18 Oral - James F. Crow Early Career Researcher Award Finalist Talks
Wednesday June 08, 2:30 PM - 2:55 PM

Authors:
Bo Xia ^1,2; Weimin Zhang ²; Aleksandra Wudzinska ²; Emily Huang ²; Ran Brosh ²; Maayan Pour ¹; Alexander Miller ⁴; Jeremy Dasen ⁴; Matthew Maurano ²; Sang Kim ⁵; Jef Boeke ^2,3,6; Itai Yanai ^1,3

Affiliations:
1) Institute for Computational Medicine, NYU Langone Health, New York, NY; 2) Institute for Systems Genetics, NYU Langone Health, New York, NY; 3) Department of Biochemistry and Molecular Pharmacology, NYU Langone Health, New York, NY; 4) Department of Neuroscience and Physiology, NYU Langone Health, New York, NY; 5) Department of Pathology, NYU Langone Health, New York, NY; 6) Department of Biomedical Engineering, NYU Tandon School of Engineering, Brooklyn, NY

Keywords:
Comparative genomics & genome evolution

The loss of the tail is one of the main anatomical changes to have occurred along the evolutionary lineage leading to modern humans. This morphological reprogramming in the ancestral hominoids has been long considered to have accommodated a characteristic style of locomotion and contributed to the evolution of bipedalism in humans.
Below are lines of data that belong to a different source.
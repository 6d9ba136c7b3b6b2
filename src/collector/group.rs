//! PortGroup: a set of Ports fed from one shared target stream.
//!
//! The mux forwards every inbound address to every Port's input channel.
//! Fan-out is deliberately *blocking*: when one Port's input is full the
//! mux waits, coupling the Ports' throughput but never dropping coverage
//! on a single path while the others keep measuring.

use std::net::SocketAddr;
use std::time::Duration;

use anyhow::Result;
use crossbeam_channel::Sender;
use tokio::sync::mpsc;
use tokio_util::sync::CancellationToken;
use tracing::debug;

use crate::collector::port::{Port, PortHandle};
use crate::probe::Probe;

/// Buffered addresses per Port input.
pub const PORT_INPUT_BUFFER: usize = 10;

struct Member {
    port: Port,
    input_tx: mpsc::Sender<SocketAddr>,
    input_rx: mpsc::Receiver<SocketAddr>,
}

/// A set of Ports sharing a completed-probe sink and a cancellation token.
///
/// The member set is only mutable before [`PortGroup::run`]; running
/// consumes the group, so late additions are a compile error rather than a
/// race.
pub struct PortGroup {
    members: Vec<Member>,
    tosend: mpsc::Receiver<SocketAddr>,
    cbc: Sender<Probe>,
    cancel: CancellationToken,
}

/// Handles for the mux task and every Port's loops.
pub struct PortGroupHandle {
    pub mux_task: tokio::task::JoinHandle<()>,
    pub ports: Vec<PortHandle>,
}

impl PortGroup {
    pub fn new(
        tosend: mpsc::Receiver<SocketAddr>,
        cbc: Sender<Probe>,
        cancel: CancellationToken,
    ) -> Self {
        Self {
            members: Vec::new(),
            tosend,
            cbc,
            cancel,
        }
    }

    /// Add an existing Port with its input channel pair.
    pub fn add(
        &mut self,
        port: Port,
        input_tx: mpsc::Sender<SocketAddr>,
        input_rx: mpsc::Receiver<SocketAddr>,
    ) {
        self.members.push(Member {
            port,
            input_tx,
            input_rx,
        });
    }

    /// Bind a new Port on `bind` and add it to the group.
    pub fn add_new(
        &mut self,
        bind: SocketAddr,
        tos: u8,
        cache_timeout: Duration,
        clean_rate: Duration,
        read_timeout: Duration,
    ) -> Result<SocketAddr> {
        let port = Port::bind(
            bind,
            tos,
            cache_timeout,
            clean_rate,
            read_timeout,
            self.cbc.clone(),
            self.cancel.clone(),
        )?;
        let local = port.local_addr();
        let (input_tx, input_rx) = mpsc::channel(PORT_INPUT_BUFFER);
        self.add(port, input_tx, input_rx);
        Ok(local)
    }

    /// Remove the Port bound to `local`, if present.
    pub fn del(&mut self, local: SocketAddr) -> bool {
        let before = self.members.len();
        self.members.retain(|m| m.port.local_addr() != local);
        self.members.len() != before
    }

    pub fn len(&self) -> usize {
        self.members.len()
    }

    pub fn is_empty(&self) -> bool {
        self.members.is_empty()
    }

    /// Start every Port and then the mux loop.
    pub fn run(self) -> PortGroupHandle {
        let mut ports = Vec::with_capacity(self.members.len());
        let mut inputs = Vec::with_capacity(self.members.len());
        for member in self.members {
            ports.push(member.port.spawn(member.input_rx));
            inputs.push(member.input_tx);
        }
        let mux_task = tokio::spawn(mux_loop(self.tosend, inputs, self.cancel));
        PortGroupHandle { mux_task, ports }
    }
}

async fn mux_loop(
    mut tosend: mpsc::Receiver<SocketAddr>,
    inputs: Vec<mpsc::Sender<SocketAddr>>,
    cancel: CancellationToken,
) {
    loop {
        tokio::select! {
            _ = cancel.cancelled() => {
                debug!("port group mux stopped");
                return;
            }
            addr = tosend.recv() => {
                let Some(addr) = addr else {
                    debug!("port group target stream closed");
                    return;
                };
                for input in &inputs {
                    tokio::select! {
                        _ = cancel.cancelled() => return,
                        sent = input.send(addr) => {
                            // A closed input means that Port died; the
                            // others keep their coverage.
                            let _ = sent;
                        }
                    }
                }
            }
        }
    }
}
Yet, the precise genetic mechanism that facilitated tail-loss evolution in hominoids remains unknown. Primate genome sequencing projects have made possible the identification of causal links between genotypic and phenotypic changes. In particular, a comparative genomics approach can screen for hominoid-specific genetic elements in genomic regions associated with genes known to be involved in controlling tail development. Here, we present evidence that tail-loss evolution was mediated by the insertion of an individual transposable element (TE) – Alu element – into the intron of the TBXT gene (also called T or Brachyury) of the hominoid ancestor genome.
Unlike traditional thought that TEs in the middle of the intron are of little biological impact, we hypothesized that this Alu element could pair with a neighboring ancestral Alu element encoded in the reverse genomic orientation and thus induce the formation of a stem-loop structure in the newly transcribed pre-mRNA. We demonstrated that such an interaction pair of TEs leads to a hominoid-specific alternative splicing event, thus affecting TBXT gene function and ultimately influencing tail development and evolution.
To study the physiological effect of this splicing event, we generated a mouse model that mimics the expression of human TBXT products by expressing both full-length and exon-skipped isoforms of the mouse TBXT orthologue. We found that mice with this genotype exhibit a complete absence of the tail or a shortened tail, supporting the notion that the exon-skipped transcript is sufficient to induce a tail-loss phenotype, albeit with incomplete penetrance. We further propose that selection for the loss of the tail along the hominoid lineage was associated with an adaptive cost of potential neural tube defect as an evolutionary trade-off, which may thus continue to affect human health today.